The first rule shows that if we buy Liquor and Red Wine, we are very likely to buy bottled beer. We can rank the rules based on top 10 from either lift, support or confidence.

Let’s plot all our rules in certain visualisations first to see what goes with what item in our shop.

3. Interpretations and Analysis

Let us first identify which products were sold how frequently in our dataset.

3.1 The Item Frequency Histogram

These histograms depict how many times an item has occurred in our dataset as compared to the others.

The relative frequency plot accounts for the fact that “Whole Milk” and “Other Vegetables” constitute around half of the transaction dataset; half the sales of the store are of these items.

arules::itemFrequencyPlot(Groceries,topN=20,col=brewer.pal(8,'Pastel2'),main='Relative Item Frequency Plot',type="relative",ylab="Item Frequency (Relative)")

This would mean that a lot of people are buying milk and vegetables!

What other objects can we place around the more frequently purchased objects to enhance those sales too?

For example, to boost sales of eggs I can place it beside my milk and vegetables.

3.2 Graphical Representation

Moving forward in the visualisation, we can use a graph to highlight the support and lifts of various items in our repository but mostly to see which product is associated with which one in the sales environment.

plot(rules[1:20],
method = "graph",
control = list(type = "items"))

This representation gives us a graph model of items in our dataset.

The size of graph nodes is based on support levels and the colour on lift ratios. The incoming lines show the Antecedants or the LHS and the RHS is represented by names of items. 

The above graph shows us that most of our transactions were consolidated around “Whole Milk”.

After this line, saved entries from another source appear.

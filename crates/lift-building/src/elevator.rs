//! The `Elevator` cabin and its speed-phase state machine.
//!
//! # Speed phases
//!
//! ```text
//!            direction != Stopped              unconditionally
//!  Stopped ───────────────────────▶ StartUp ───────────────────▶ ConstantSpeed
//!     ▲                                                               │
//!     │          reaches target                distance == 1          │
//!     └──────────────────────────── StartDown ◀───────────────────────┘
//! ```
//!
//! The first two transitions run in the status-update phase of a tick; the
//! last two are observed during movement (`lift-sim` applies them when the
//! advanced position satisfies the guard).  `StartUp`/`StartDown` mean
//! acceleration/deceleration, never vertical heading — a cabin descending
//! the shaft still passes through `StartUp` when it leaves a stop.

use std::collections::BTreeMap;

use lift_core::{Direction, ElevatorId, PassengerId, Position, RunStatus};

/// One cabin: exact position, target queue, passengers, energy meter.
#[derive(Clone, Debug, PartialEq)]
#[cfg_attr(feature = "serde", derive(serde::Serialize, serde::Deserialize))]
pub struct Elevator {
    pub id: ElevatorId,

    /// Exact sub-floor position plus the currently commanded target.
    pub position: Position,

    /// Target queued behind the current one; adopted when the cabin goes
    /// idle.  A later queued command overwrites an earlier one.
    pub next_target_floor: Option<i32>,

    /// Passengers on board, in boarding order.
    pub passengers: Vec<PassengerId>,

    pub max_capacity: usize,

    /// Speed phase, advanced by the tick pipeline.
    pub run_status: RunStatus,

    /// Heading observed during the most recent movement phase; `Stopped`
    /// when the cabin did not move last tick.
    pub last_tick_direction: Direction,

    /// Destination per passenger on board — the cabin's indicator panel.
    /// Ordered map so snapshots and iteration are deterministic.
    pub passenger_destinations: BTreeMap<PassengerId, i32>,

    /// Total energy drawn so far.
    pub energy_consumed: f64,

    /// Energy drawn per moved tick.
    pub energy_rate: f64,
}

impl Elevator {
    /// A new cabin parked at floor 0 with an empty target queue.
    pub fn new(id: ElevatorId, max_capacity: usize, energy_rate: f64) -> Self {
        Self {
            id,
            position:               Position::at_floor(0),
            next_target_floor:      None,
            passengers:             Vec::new(),
            max_capacity,
            run_status:             RunStatus::Stopped,
            last_tick_direction:    Direction::Stopped,
            passenger_destinations: BTreeMap::new(),
            energy_consumed:        0.0,
            energy_rate,
        }
    }

    // ── Derived state ─────────────────────────────────────────────────────

    /// Heading towards the current target (`Stopped` when exactly there).
    #[inline]
    pub fn target_floor_direction(&self) -> Direction {
        self.position.target_direction()
    }

    /// Idle: parked on its target with nothing queued behind it.
    pub fn is_idle(&self) -> bool {
        self.run_status == RunStatus::Stopped
            && self.next_target_floor.is_none()
            && self.target_floor_direction() == Direction::Stopped
    }

    #[inline]
    pub fn is_full(&self) -> bool {
        self.passengers.len() >= self.max_capacity
    }

    /// Occupancy in `[0.0, 1.0]`.
    pub fn load_factor(&self) -> f64 {
        if self.max_capacity == 0 {
            return 0.0;
        }
        self.passengers.len() as f64 / self.max_capacity as f64
    }

    /// Floors requested from inside the cabin, ascending and deduplicated.
    pub fn pressed_floors(&self) -> Vec<i32> {
        let mut floors: Vec<i32> = self.passenger_destinations.values().copied().collect();
        floors.sort_unstable();
        floors.dedup();
        floors
    }

    // ── Commands ──────────────────────────────────────────────────────────

    /// Queue `floor` to be adopted once the cabin goes idle, overwriting any
    /// previously queued target.
    pub fn queue_target(&mut self, floor: i32) {
        self.next_target_floor = Some(floor);
    }

    /// Redirect the cabin to `floor` right now, keeping its speed phase.
    /// The new distance is observed at the next movement step.
    pub fn set_target_immediate(&mut self, floor: i32) {
        self.position.target_floor = floor;
    }

    // ── Status-update phase ───────────────────────────────────────────────

    /// Adopt the queued target if the cabin is exactly on its current one.
    ///
    /// Returns the adopted floor so the caller can run turnaround boarding
    /// against the new heading.
    pub fn adopt_next_target(&mut self) -> Option<i32> {
        if self.target_floor_direction() != Direction::Stopped {
            return None;
        }
        let next = self.next_target_floor.take()?;
        self.position.target_floor = next;
        Some(next)
    }

    /// Advance the speed phase for this tick.
    ///
    /// `Stopped` cabins with a live heading begin accelerating; a cabin that
    /// spent last tick accelerating reaches cruise speed.  Deceleration entry
    /// and arrival are movement-phase observations and not handled here.
    /// A cabin whose heading collapsed to `Stopped` mid-phase (an immediate
    /// retarget onto its exact position) is normalized back to `Stopped`.
    pub fn progress_status(&mut self) {
        let direction = self.target_floor_direction();
        match self.run_status {
            RunStatus::Stopped if direction.is_moving() => {
                self.run_status = RunStatus::StartUp;
            }
            RunStatus::StartUp if direction.is_moving() => {
                self.run_status = RunStatus::ConstantSpeed;
            }
            RunStatus::StartUp | RunStatus::ConstantSpeed | RunStatus::StartDown
                if !direction.is_moving() =>
            {
                self.run_status = RunStatus::Stopped;
            }
            _ => {}
        }
    }

    // ── Cabin membership ──────────────────────────────────────────────────

    /// Board one passenger.  Returns `false` (and changes nothing) at
    /// capacity.
    pub fn board(&mut self, passenger: PassengerId, destination: i32) -> bool {
        if self.is_full() {
            return false;
        }
        self.passengers.push(passenger);
        self.passenger_destinations.insert(passenger, destination);
        true
    }

    /// Remove every passenger whose destination is `floor`, in boarding
    /// order, and return them.
    pub fn take_arrivals(&mut self, floor: i32) -> Vec<PassengerId> {
        let mut alighted = Vec::new();
        self.passengers.retain(|&p| {
            if self.passenger_destinations.get(&p) == Some(&floor) {
                alighted.push(p);
                false
            } else {
                true
            }
        });
        for p in &alighted {
            self.passenger_destinations.remove(p);
        }
        alighted
    }

    /// Drop everyone on board (forced completion).  Returns the evicted
    /// passengers in boarding order.
    pub fn evacuate(&mut self) -> Vec<PassengerId> {
        self.passenger_destinations.clear();
        std::mem::take(&mut self.passengers)
    }
}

We also see that all liquor and wine are very strongly associated so we must place these together.

Another association we see from this graph is that the people who buy tropical fruits and herbs also buy rolls and buns. We should place these in an aisle together.

3.3 Individual Rule Representation

The next plot offers us a parallel coordinate system of visualisation. It would help us clearly see that which products along with which ones, result in what kinds of sales.

As mentioned above, the RHS is the Consequent or the item we propose the customer will buy; the positions are in the LHS where 2 is the most recent addition to our basket and 1 is the item we previously had.

The topmost rule shows us that when I have whole milk and soups in my shopping cart, I am highly likely to buy other vegetables to go along with those as well.

plot(rules[1:20],
method = "paracoord",
control = list(reorder = TRUE))

If we want a matrix representation, an alternate code option would be:

plot(rules[1:20],
method = "matrix",
control = list(reorder = TRUE)

3.4 Interactive Scatterplot

These plots show us each and every rule visualised into a form of a scatterplot. The confidence levels are plotted on the Y axis and Support levels on the X axis for each rule. We can hover over them in our interactive plot to see the rule.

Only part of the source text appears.